L’art, un artisan de la paix (II)

La destinée, la Providence ou le hasard a un jour voulu que deux esprits se rencontrent, le premier, un intellectuel et professeur palestinien, le second, un chef d’orchestre argentin d’origine israélo-russe. Le premier s’appelle Edward Said, le second Daniel Barenboïm.

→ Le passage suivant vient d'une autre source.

// src/security/gate.rs

use std::path::{Path, PathBuf};
use std::sync::Arc;
use std::time::Duration;
use thiserror::Error;
use tracing::{debug, info, instrument, warn};
use walkdir::WalkDir;

use crate::config::ScannerConfig;
use crate::execution::{CommandRunner, CommandSpec, ExecError};
use crate::stage::{DirectoryRemover, StagedProject};

/// Static-analysis checkpoint over a staged tree.
///
/// Every regular file is scanned on its own. The first file the scanner does
/// not pass destroys the whole staged tree.
pub struct SecurityGate {
    /// Runner for the scanner
    runner: Arc<dyn CommandRunner>,

    /// Scanner invocation
    scanner: ScannerConfig,

    /// Per-file timeout
    timeout: Duration,

    /// Disposes of rejected trees
    remover: DirectoryRemover,
}

impl SecurityGate {
    /// Creates a gate
    pub fn new(
        runner: Arc<dyn CommandRunner>,
        scanner: ScannerConfig,
        timeout: Duration,
        remover: DirectoryRemover,
    ) -> Self {
        Self {
            runner,
            scanner,
            timeout,
            remover,
        }
    }

    /// Regular files under the staged root, in a stable order
    pub fn files(&self, root: &Path) -> Result<Vec<PathBuf>, GateError> {
        let exclude = &self.scanner.exclude;
        let mut files = Vec::new();

        let walker = WalkDir::new(root)
            .sort_by_file_name()
            .into_iter()
            .filter_entry(|entry| {
                entry.depth() == 0 || !exclude.iter().any(|x| entry.file_name().to_str() == Some(x.as_str()))
            });

        for entry in walker {
            let entry = entry.map_err(|e| GateError::Walk(e.to_string()))?;
            if entry.file_type().is_file() {
                files.push(entry.into_path());
            }
        }

        Ok(files)
    }

    /// Scans every file; on the first disqualifying one the tree is deleted
    #[instrument(skip(self, project), fields(root = %project.root.display()))]
    pub async fn scan(&self, project: &StagedProject) -> Result<(), GateError> {
        let files = match self.files(&project.root) {
            Ok(files) => files,
            Err(e) => {
                self.dispose(project).await;
                return Err(e);
            }
        };
        debug!("Scanning {} files", files.len());

        for file in &files {
            let args = self
                .scanner
                .args
                .iter()
                .map(|a| a.replace("{file}", &file.display().to_string()));
            let spec = CommandSpec::new(&self.scanner.program, self.timeout)
                .args(args)
                .current_dir(&project.root);

            let result = match self.runner.run(&spec).await {
                Ok(result) => result,
                Err(e) => {
                    self.dispose(project).await;
                    return Err(e.into());
                }
            };

            if !result.success() {
                let relative = file.strip_prefix(&project.root).unwrap_or(file);
                warn!("Security issue in {}, discarding {}", relative.display(), project.dir_name);
                metrics::increment_counter!("shipyard_scan_rejections_total");

                self.dispose(project).await;
                return Err(GateError::SecurityIssue {
                    file: relative.display().to_string(),
                    findings: result.stdout,
                });
            }
        }

        info!("{} passed the security scan ({} files)", project.dir_name, files.len());
        Ok(())
    }

    async fn dispose(&self, project: &StagedProject) {
        if let Err(e) = self.remover.remove(&project.root).await {
            warn!("Failed to discard {}: {}", project.root.display(), e);
        }
    }
}

/// Security gate errors
#[derive(Debug, Error)]
pub enum GateError {
    /// The scanner flagged a file
    #[error("Security issues found in {file}:\n{findings}")]
    SecurityIssue {
        /// Offending file, relative to the project root
        file: String,
        /// Scanner report
        findings: String,
    },

    /// The tree could not be walked
    #[error("Failed to enumerate staged files: {0}")]
    Walk(String),

    /// The scanner could not run
    #[error(transparent)]
    Exec(#[from] ExecError),
}
// src/execution/mod.rs

//! External process execution.
//!
//! Every external tool the pipeline drives (clone, scanner, container
//! toolchain, proxy reload, privileged delete) goes through a
//! [`CommandRunner`]. Each invocation carries its own timeout; running past it
//! is an error, a nonzero exit is not.

use std::fmt;
use std::path::PathBuf;
use std::process::Stdio;
use std::time::{Duration, Instant};
use async_trait::async_trait;
use thiserror::Error;
use tokio::process::Command;
use tracing::{debug, warn};

/// One external command invocation
#[derive(Clone)]
pub struct CommandSpec {
    /// Program to run
    pub program: String,

    /// Arguments
    pub args: Vec<String>,

    /// Working directory
    pub cwd: Option<PathBuf>,

    /// Extra environment variables for the child
    pub env: Vec<(String, String)>,

    /// Wall-clock limit
    pub timeout: Duration,
}

impl CommandSpec {
    /// Creates a command with no arguments, inheriting the current directory
    pub fn new(program: impl Into<String>, timeout: Duration) -> Self {
        Self {
            program: program.into(),
            args: Vec::new(),
            cwd: None,
            env: Vec::new(),
            timeout,
        }
    }

    /// Builds a command from a configured argv (`["sudo", "rm", "-rf"]`)
    pub fn from_argv(argv: &[String], timeout: Duration) -> Option<Self> {
        let (program, args) = argv.split_first()?;
        Some(Self::new(program.clone(), timeout).args(args.iter().cloned()))
    }

    /// Appends one argument
    pub fn arg(mut self, arg: impl Into<String>) -> Self {
        self.args.push(arg.into());
        self
    }

    /// Appends arguments
    pub fn args<I, S>(mut self, args: I) -> Self
    where
        I: IntoIterator<Item = S>,
        S: Into<String>,
    {
        self.args.extend(args.into_iter().map(Into::into));
        self
    }

    /// Sets the working directory
    pub fn current_dir(mut self, dir: impl Into<PathBuf>) -> Self {
        self.cwd = Some(dir.into());
        self
    }

    /// Adds environment variables
    pub fn envs<I, K, V>(mut self, vars: I) -> Self
    where
        I: IntoIterator<Item = (K, V)>,
        K: Into<String>,
        V: Into<String>,
    {
        self.env.extend(vars.into_iter().map(|(k, v)| (k.into(), v.into())));
        self
    }

    /// Program and arguments joined for log output
    pub fn display(&self) -> String {
        std::iter::once(self.program.as_str())
            .chain(self.args.iter().map(String::as_str))
            .collect::<Vec<_>>()
            .join(" ")
    }
}

impl fmt::Debug for CommandSpec {
    fn fmt(&self, f: &mut fmt::Formatter<'_>) -> fmt::Result {
        // Environment values carry secrets
        f.debug_struct("CommandSpec")
            .field("program", &self.program)
            .field("args", &self.args)
            .field("cwd", &self.cwd)
            .field("env", &self.env.iter().map(|(k, _)| k.as_str()).collect::<Vec<_>>())
            .field("timeout", &self.timeout)
            .finish()
    }
}

/// Result of a finished command
#[derive(Debug, Clone, PartialEq, Eq)]
pub struct ExecuteResult {
    /// Exit code (-1 if terminated by a signal)
    pub exit_code: i32,

    /// Standard output
    pub stdout: String,

    /// Standard error
    pub stderr: String,

    /// Execution duration in milliseconds
    pub duration_ms: u64,
}

impl ExecuteResult {
    /// Whether the command exited with status zero
    pub fn success(&self) -> bool {
        self.exit_code == 0
    }
}

/// Runs external commands
#[cfg_attr(test, mockall::automock)]
#[async_trait]
pub trait CommandRunner: Send + Sync {
    /// Runs a command to completion or until its timeout elapses
    async fn run(&self, spec: &CommandSpec) -> Result<ExecuteResult, ExecError>;
}

/// Runs commands as real child processes
#[derive(Debug, Clone, Default)]
pub struct ProcessRunner;

impl ProcessRunner {
    /// Creates a new process runner
    pub fn new() -> Self {
        Self
    }
}

#[async_trait]
impl CommandRunner for ProcessRunner {
    async fn run(&self, spec: &CommandSpec) -> Result<ExecuteResult, ExecError> {
        debug!("Running {}", spec.display());

        let mut command = Command::new(&spec.program);
        command
            .args(&spec.args)
            .envs(spec.env.iter().map(|(k, v)| (k.as_str(), v.as_str())))
            .stdin(Stdio::null())
            .stdout(Stdio::piped())
            .stderr(Stdio::piped())
            .kill_on_drop(true);
        if let Some(cwd) = &spec.cwd {
            command.current_dir(cwd);
        }

        let started = Instant::now();
        let child = command.spawn().map_err(|e| ExecError::Spawn {
            program: spec.program.clone(),
            error: e.to_string(),
        })?;

        // Dropping the future on timeout kills the child
        let output = match tokio::time::timeout(spec.timeout, child.wait_with_output()).await {
            Ok(output) => output.map_err(|e| ExecError::Spawn {
                program: spec.program.clone(),
                error: e.to_string(),
            })?,
            Err(_) => {
                warn!("{} timed out after {:?}", spec.display(), spec.timeout);
                return Err(ExecError::Timeout {
                    program: spec.program.clone(),
                    seconds: spec.timeout.as_secs(),
                });
            }
        };

        let result = ExecuteResult {
            exit_code: output.status.code().unwrap_or(-1),
            stdout: String::from_utf8_lossy(&output.stdout).into_owned(),
            stderr: String::from_utf8_lossy(&output.stderr).into_owned(),
            duration_ms: started.elapsed().as_millis() as u64,
        };

        debug!(
            "{} exited with {} after {}ms",
            spec.program, result.exit_code, result.duration_ms
        );

        Ok(result)
    }
}

/// External process errors
#[derive(Debug, Error)]
pub enum ExecError {
    /// The program could not be started
    #[error("Failed to run {program}: {error}")]
    Spawn {
        /// Program that was run
        program: String,
        /// Underlying failure
        error: String,
    },

    /// The program outlived its timeout
    #[error("{program} timed out after {seconds}s")]
    Timeout {
        /// Program that was run
        program: String,
        /// Timeout that elapsed
        seconds: u64,
    },
}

En termes de géographie, et sans label politique, les deux proviennent de la même terre. En termes d’humanité, les deux sont frères. En termes de politique, les deux sont des ennemis qui ne doivent pas se rencontrer. Heureusement que la politique n’est pas toujours la plus importante sur notre terre ; il est des circonstances où le sens d’humanité doit dominer. Heureusement que l’audace existe, c’est elle qui donne l’élan pour bouleverser le monde. Heureusement que l’art existe, c’est lui qui bouleverse seul le monde. Heureusement que Said et Barenboïm se sont rencontrés, car leur rencontre a engendré un nouveau discours sur et pour la paix, et un orchestre composé d’Arabes et d’Israéliens, le West-Eastern Divan Orchestra, pour dire finalement au monde qu’il y a toujours deux facettes de la même médaille, qu’il y a dans notre race même les gens de la guerre qui veulent toujours s’armer, séparer les peuples et bâtir des murs de haine, et les gens de la paix qui veulent jouer ensemble, fusionner en harmonie et faire de l’art. Effectivement, l’art unit ce qui a été désuni par la politique. L’art nous rappelle qu’on est tous des humains et qu’il est beau un jour de parler uniquement d’amour et de paix, qu’il est beau qu’on ne bombarde plus des enfants et des cités, qu’il est beau de ne plus terroriser un pays et son peuple juste parce qu’on a été terrorisé auparavant, qu’il est beau de ne pas agresser ses professeurs et d’emprisonner et interroger surtout les artistes, qui sont les premiers défenseurs de la paix.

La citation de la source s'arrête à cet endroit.